The style of China’s stimulus was also mildly disappointing. In the past the government has lavished money on bridges to nowhere and other white elephants. Whereas America fights downturns by printing money, China pours concrete. In his speech Mr Li promised to give greater priority to “improving the people’s well-being" and “boosting consumption". The central government will, for example, devote 300bn yuan to its “trade-in" scheme which encourages households to replace old appliances and cars with newer ones.
China has also given civil servants a pay rise. And it will up medical-insurance subsidies for rural folk and city dwellers who are not covered by work-based schemes. Annual subsidies would rise to 700 yuan per person, an increase of 4.5%, according to the budget.

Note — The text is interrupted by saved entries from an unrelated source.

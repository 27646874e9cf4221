// ABOUTME: SSH transport that drives the local OpenSSH client through a control master.
// ABOUTME: Works with OQS hybrid keys; passwords are fed through `sshpass -e`.

use crate::error::{ProcessError, TransportError};
use crate::process::{CommandRunner, CommandSpec};
use crate::remote::{Credential, RemoteOutput, RemoteSession, RemoteTarget, RemoteTransport};
use async_trait::async_trait;
use std::path::{Path, PathBuf};
use std::process::Stdio;
use std::sync::Arc;
use std::time::Duration;
use tempfile::TempDir;
use tokio::io::AsyncReadExt;
use tokio::process::{Child, Command};
use tracing::{debug, info, warn};

const SSHPASS: &str = "sshpass";
const CHECK_INTERVAL: Duration = Duration::from_millis(100);

pub struct OpenSshTransport {
    runner: Arc<dyn CommandRunner>,
    ssh_binary: String,
    known_hosts: PathBuf,
}

impl OpenSshTransport {
    pub fn new(
        runner: Arc<dyn CommandRunner>,
        ssh_binary: impl Into<String>,
        known_hosts: impl Into<PathBuf>,
    ) -> Self {
        Self {
            runner,
            ssh_binary: ssh_binary.into(),
            known_hosts: known_hosts.into(),
        }
    }

    /// Arguments for the control master: connect, authenticate, then idle.
    fn master_args(&self, target: &RemoteTarget, credential: &Credential, socket: &Path) -> Vec<String> {
        let mut args = vec![
            "-M".to_string(),
            "-S".to_string(),
            socket.to_string_lossy().into_owned(),
            "-N".to_string(),
            "-p".to_string(),
            target.port.to_string(),
            "-o".to_string(),
            "StrictHostKeyChecking=accept-new".to_string(),
            "-o".to_string(),
            format!("UserKnownHostsFile={}", self.known_hosts.display()),
        ];
        match credential {
            Credential::KeyFile(path) => {
                args.extend([
                    "-i".to_string(),
                    path.to_string_lossy().into_owned(),
                    "-o".to_string(),
                    "IdentitiesOnly=yes".to_string(),
                    "-o".to_string(),
                    "BatchMode=yes".to_string(),
                ]);
            }
            Credential::Password(_) => {
                args.extend([
                    "-o".to_string(),
                    "PubkeyAuthentication=no".to_string(),
                    "-o".to_string(),
                    "PreferredAuthentications=password,keyboard-interactive".to_string(),
                    "-o".to_string(),
                    "NumberOfPasswordPrompts=1".to_string(),
                ]);
            }
        }
        args.push(destination(target));
        args
    }

    fn spawn_master(
        &self,
        target: &RemoteTarget,
        credential: &Credential,
        socket: &Path,
    ) -> Result<Child, TransportError> {
        let args = self.master_args(target, credential, socket);
        let (program, mut cmd) = match credential {
            Credential::Password(password) => {
                let mut cmd = Command::new(SSHPASS);
                cmd.arg("-e").arg(&self.ssh_binary).env("SSHPASS", password);
                (SSHPASS, cmd)
            }
            Credential::KeyFile(_) => (self.ssh_binary.as_str(), Command::new(&self.ssh_binary)),
        };
        cmd.args(&args)
            .stdin(Stdio::null())
            .stdout(Stdio::null())
            .stderr(Stdio::piped())
            .kill_on_drop(true);

        cmd.spawn().map_err(|e| {
            if e.kind() == std::io::ErrorKind::NotFound {
                ProcessError::NotFound {
                    program: program.to_string(),
                }
                .into()
            } else {
                ProcessError::Spawn {
                    program: program.to_string(),
                    source: e,
                }
                .into()
            }
        })
    }

    fn control_spec(&self, socket: &Path, operation: &str, target: &RemoteTarget) -> CommandSpec {
        CommandSpec::new(&self.ssh_binary)
            .arg("-S")
            .arg(socket.to_string_lossy())
            .args(["-O", operation])
            .arg(destination(target))
    }
}

#[async_trait]
impl RemoteTransport for OpenSshTransport {
    fn name(&self) -> &'static str {
        "openssh"
    }

    async fn open(
        &self,
        target: &RemoteTarget,
        credential: &Credential,
    ) -> Result<Box<dyn RemoteSession>, TransportError> {
        info!(target = %target, auth = credential.kind(), "Starting SSH control master");

        let dir = tempfile::Builder::new().prefix("pqc-migrate-").tempdir()?;
        let socket = dir.path().join("control");
        let mut master = self.spawn_master(target, credential, &socket)?;

        // The master either comes up (check succeeds) or exits with an error.
        loop {
            if let Some(status) = master.try_wait()? {
                let mut stderr = String::new();
                if let Some(mut pipe) = master.stderr.take() {
                    pipe.read_to_string(&mut stderr).await?;
                }
                let message = if stderr.trim().is_empty() {
                    format!("ssh {}", status)
                } else {
                    stderr.trim().to_string()
                };
                return Err(classify_failure(target, message));
            }

            let check = self
                .runner
                .run(&self.control_spec(&socket, "check", target))
                .await?;
            if check.success() {
                break;
            }
            tokio::time::sleep(CHECK_INTERVAL).await;
        }

        debug!(target = %target, socket = %socket.display(), "Control master ready");
        Ok(Box::new(OpenSshSession {
            runner: self.runner.clone(),
            ssh_binary: self.ssh_binary.clone(),
            target: target.clone(),
            socket,
            master,
            _dir: dir,
        }))
    }
}

struct OpenSshSession {
    runner: Arc<dyn CommandRunner>,
    ssh_binary: String,
    target: RemoteTarget,
    socket: PathBuf,
    master: Child,
    _dir: TempDir,
}

impl OpenSshSession {
    fn exec_spec(&self, command: &str) -> CommandSpec {
        CommandSpec::new(&self.ssh_binary)
            .arg("-S")
            .arg(self.socket.to_string_lossy())
            .args(["-o", "ControlMaster=no", "-o", "LogLevel=ERROR", "-p"])
            .arg(self.target.port.to_string())
            .arg(destination(&self.target))
            .arg(command)
    }
}

#[async_trait]
impl RemoteSession for OpenSshSession {
    async fn exec(&mut self, command: &str) -> Result<RemoteOutput, TransportError> {
        let output = self.runner.run(&self.exec_spec(command)).await?;
        Ok(RemoteOutput {
            stdout: output.stdout,
            stderr: output.stderr,
            exit_status: output.code.and_then(|code| u32::try_from(code).ok()),
        })
    }

    async fn close(self: Box<Self>) -> Result<(), TransportError> {
        let mut this = self;
        let exit = CommandSpec::new(&this.ssh_binary)
            .arg("-S")
            .arg(this.socket.to_string_lossy())
            .args(["-O", "exit"])
            .arg(destination(&this.target));
        match this.runner.run(&exit).await {
            Ok(output) if output.success() => debug!("Control master asked to exit"),
            Ok(output) => debug!(status = %output.describe_exit(), "Control master exit request failed"),
            Err(e) => warn!(error = %e, "Could not ask control master to exit"),
        }

        if this.master.try_wait()?.is_none() {
            this.master.kill().await?;
        }
        Ok(())
    }
}

fn destination(target: &RemoteTarget) -> String {
    format!("{}@{}", target.user, target.host)
}

fn classify_failure(target: &RemoteTarget, message: String) -> TransportError {
    if message.contains("Permission denied") {
        TransportError::Auth {
            target: target.to_string(),
            message,
        }
    } else {
        TransportError::Connect {
            target: target.to_string(),
            message,
        }
    }
}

The same groups will receive an increase in their basic pensions of 20 yuan a month, similar to last year. That is a large rise in percentage terms (almost 40% over two years) but tiny in absolute amounts. Nonetheless, of the extra fiscal stimulus provided this year, only about a quarter is related to consumption, calculates Robin Xing of Morgan Stanley.
Boosting consumption is not the only priority. A new “guidance fund" will also mobilise 1trn yuan in venture capital for new technologies. The budget for national defence will rise by 7.2%, before adjusting for inflation. In the past, China’s economy has kept pace with increased military spending, through a mix of real growth and inflation (see chart 2). As a result, the official military budget has remained fairly steady as a percentage of gdp, fluctuating around 1.3%. But now that China has slower growth and deflation, the equation has changed. Last year, for example, gdp grew by only 4.2% in nominal terms, before adjusting for changing prices.
Will the same thing happen this year? The government does not give a growth forecast for nominal gdp. But the fiscal arithmetic in Mr Li’s speech implies he expects it to grow by about 4.9%. Since that is slower than the target for real, inflation-adjusted growth, the government must believe that economy-wide prices could fall again this year. Not even the government, then, expects their stimulus efforts to succeed in decisively defeating deflation.
In his very different speech in Washington, America’s president said he was looking forward to relentless success. “Our country is on the verge of a comeback the likes of which the world has never witnessed," he said. More prudent leaders like to underpromise in the hope of overdelivering. But in the fight against deflation, that may be the wrong approach. Gloom can be self-fulfilling. In trying to restore confidence and revive animal spirits, then, a dash of bravado probably helps. The back-to-back speeches offered a stark contrast. Both would have been better if each had more closely resembled the other.